2 janvier 1915 à 10 heures 30
Nous, soussignés, Robert Antoine et Ormancey Albert, gendarmes à pied, prévôté des Etapes de la 2ème armée à Creil ( Oise) revêtus de notre uniforme et conformément aux ordres de nos chefs, étant de service à la gare de Creil, nous avons été prévenus par le capitaine adjoint au Commissaire militaire de la gare, que des soldats du 163ème régiment d’infanterie de passage à Creil, étaient montés sur un wagon chargé de fûts pleins de vin à environ 300 mètres de la gare.
Nous nous sommes rendus sur les lieux immédiatement et avons constaté en effet qu’une trentaine de ces militaires, porteurs de bidons et de quarts, étaient montés sur un wagon isolé. Autour d’eux, plus de la moitié du détachement se trouvait rassemblé. Trois sous-officiers du 163ème régiment se trouvaient présents et trois sentinelles, baïonnette au canon, avaient été placées à cet endroit.
A notre vue, les militaires qui se trouvaient sur ou à proximité du wagon ont pris la fuite et ont gagné en toute hâte leur train garé juste en face. A ce moment, le capitaine adjoint au commissaire de la gare nous a rejoints et nous a donné l’ordre d’aller chercher le commandant du détachement.
Nous avons obéi immédaitement à cet officier et avons prévenu le lieutenant du 163ème qui se trouvait dans un compartiment en tête du train que le commissaire militaire de gare désirait lui parler. Le lieutenant, qui ignorait totalement ce qui venait de se passer, nous a suivis ainsi que les trois sous-officiers, mais nous avons constaté que le commissaire militaire adjoint avait quitté les lieux. Nous avons alors invité le lieutenant à venir trouver le commissaire de la gare à son bureau, mais cet officier nous a répondu :”Il m’est impossible de me rendre jusqu’à la gare, c’est trop loin et mon train va partir, je ne puis le manquer.” En effet à peine cet officier fut-il remonté dans son compartiment que le train se mettait en marche.

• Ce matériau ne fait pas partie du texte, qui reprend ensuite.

//! Read-only per-frame view for rendering and UI sinks

use glam::Vec3;
use serde::Serialize;

use super::state::{AsteroidKind, GameEvent, GamePhase, SimulationState};

#[derive(Debug, Clone, PartialEq, Serialize)]
pub struct AsteroidView {
    pub pos: Vec3,
    pub rotation_axis: Vec3,
    pub kind: AsteroidKind,
    /// Spin angle around `rotation_axis` (radians)
    pub spin_angle: f32,
}

#[derive(Debug, Clone, PartialEq, Serialize)]
pub struct ProjectileView {
    pub pos: Vec3,
    pub heading: f32,
}

#[derive(Debug, Clone, PartialEq, Serialize)]
pub struct ShipView {
    pub pos: Vec3,
    pub heading: f32,
    pub alive: bool,
}

/// Game-over overlay parameters
#[derive(Debug, Clone, PartialEq, Serialize)]
pub struct OverlayView {
    pub explosion_progress: f32,
    pub background_dim_factor: f32,
    pub fade_active: bool,
}

/// Everything a renderer needs to draw one frame
#[derive(Debug, Clone, PartialEq, Serialize)]
pub struct FrameSnapshot {
    pub time: f32,
    pub phase: GamePhase,
    pub paused: bool,
    pub score: u64,
    pub lives: u32,
    pub ship: ShipView,
    /// Spawn order
    pub asteroids: Vec<AsteroidView>,
    /// Fire order
    pub projectiles: Vec<ProjectileView>,
    pub overlay: OverlayView,
    pub events: Vec<GameEvent>,
}

impl FrameSnapshot {
    pub fn capture(state: &SimulationState) -> Self {
        let spin_angle = state.time * std::f32::consts::PI / state.tuning.asteroid_spin_period;

        Self {
            time: state.time,
            phase: state.game_phase(),
            paused: state.paused,
            score: state.ship.score,
            lives: state.ship.lives,
            ship: ShipView {
                pos: state.ship.pos,
                heading: state.ship.heading,
                alive: state.ship.is_alive(),
            },
            asteroids: state
                .asteroids
                .iter()
                .map(|a| AsteroidView {
                    pos: a.pos,
                    rotation_axis: a.rotation_axis,
                    kind: a.kind,
                    spin_angle,
                })
                .collect(),
            projectiles: state
                .projectiles
                .iter()
                .map(|p| ProjectileView {
                    pos: p.pos,
                    heading: p.heading,
                })
                .collect(),
            overlay: OverlayView {
                explosion_progress: state.phase.explosion_progress,
                background_dim_factor: state.phase.background_dim,
                fade_active: state.phase.fade_active(state.time),
            },
            events: state.events.clone(),
        }
    }
}
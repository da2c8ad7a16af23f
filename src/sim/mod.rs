//! Frame-driven simulation module
//!
//! All gameplay logic lives here. This module must stay deterministic:
//! - Host-supplied clock only
//! - Seeded RNG only
//! - Stable iteration order (spawn order)
//! - No rendering or platform dependencies

pub mod collision;
pub mod motion;
pub mod phase;
pub mod pool;
pub mod snapshot;
pub mod spawner;
pub mod state;
pub mod tick;

pub use collision::{
    ProjectileHit, check_projectile_collisions, check_ship_collisions, cull_asteroids,
    cull_projectiles,
};
pub use phase::PhaseMachine;
pub use pool::EntityPool;
pub use snapshot::{AsteroidView, FrameSnapshot, OverlayView, ProjectileView, ShipView};
pub use spawner::Spawner;
pub use state::{
    Asteroid, AsteroidKind, GameEvent, GamePhase, Projectile, Ship, SimulationState,
};
pub use tick::{FrameInput, tick};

Dans ces conditions, il nous a été impossible de prendre sa déclaration, ni celle des sous-officiers du même régiment qui se trouvaient présents.
Nous avons constaté que le wagon chargé de fûts avait été tamponné. Ce wagon était à moitié brisé. D’après les dires de plusieurs employés du chemin de fer et notamment de Monsieur Cavignaux Luc, aiguilleur, dont le poste se trouve proche du lieu où l’incident s’est produit, il résulte qu’un des tonneaux répandait le vin par suite du tamponnement du wagon, ce vin répandu a excité la convoitise des militaires du 163ème.
A notre arrivée à la gare nous n’avons reçu aucune consigne concernant le wagon endommagé et comme il se trouvait à 300 mètres au moins de la gare où nous étions occupés à visiter le train partant pour Compiègne, il nous a été impossible de prévenir les faits ci-dessus rapportés. En foi de quoi nous avons rédigé le présent en simple expédition adressée au commandant d’Etapes. Fait et clos, les jour, mois et an que dessus.
Signés : Robert et Ormancey.

Creil le 2 janvier 115
Le Commissaire militaire de la gare de Creil à monsieur le chef de Bataillon Commissaire Régulateur.
Aujourd’hui, vers 10 heures 25 le sous-chef de gare, Monsieur Heuls, aperçut un groupe de militaires descendus d’un train en stationnement qui entouraient un wagon portant des fûts de vins et recueillaient, à l’aide d’un plat de campement, le liquide qui s’écoulait par la bonde avariée de l’un de ces fûts. Le sous-chef fit descendre ces soldats et avant de s’éloigner prescrivit à un homme d’équipe de placer le fût de manière à l’empêcher de perdre son contenu. Quelques secondes après, il aperçut une foule de soldats qui, montés sur le wagon, avaient défoncé le fût et puisaient le vin avec des ustensiles de campement; il intervint aussitôt mais ne pouvant se faire écouter il gagna la cabine téléphonique, peu éloignée de là, afin de faire prévenir le commissaire de gare. Le capitaine Marchadier prévenu, prescrivit aux gendarmes de service à la gare de dire au chef de détachement de venir le trouver, de faire cesser le pillage et de prendre les noms des délinquants. Quelques instants après, je fis chercher le gendarme et je lui demandai ce qu’il avait fait; il me répondit :”Le chef de détachement est venu au devant du capitaine Marchadier mais ne l’ayant pas trouvé, il est reparti pour ne pas manquer son train; je n’ai pu prendre aucun nom, les hommes en faute s’étant enfuis.”
Le chef de détachement qui était fort contrarié, m’a dit Monsieur Heuls, était le sous-lieutenant Salier du 163ème régiment d’infanterie, mais il y avait certainement d’autres détachements, dont je n’ai pu avoir le signalement. Le sous-chef de gare dit cependant avoir reconnu la présence d’un fusillier marin.